Work instruction:
Could you print all the entries exactly?

Dataset content:

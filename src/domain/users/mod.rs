pub mod entities;
pub mod errors;
pub mod ports;
pub mod services;
pub mod value_objects;

// Re-export commonly used types
pub use entities::{NewProfile, ProfileUpdate, User, UserRole};
pub use errors::{RepositoryError, UserError, ValidationError};
pub use ports::UserRepository;
pub use services::UserService;
pub use value_objects::{
  DisplayName, Email, Locality, PhoneNumber, SubjectId, mask_phone_number,
};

Finished task:
filename src/domain/users/mod.rs
pub mod entities;
pub mod errors;
pub mod ports;
pub mod services;
pub mod value_objects;

// Re-export commonly used types
pub use entities::{NewProfile, ProfileUpdate, User, UserRole};
pub use errors::{RepositoryError, UserError, ValidationError};
pub use ports::UserRepository;
pub use services::UserService;
pub use value_objects::{
  DisplayName, Email, Locality, PhoneNumber, SubjectId, mask_phone_number,
};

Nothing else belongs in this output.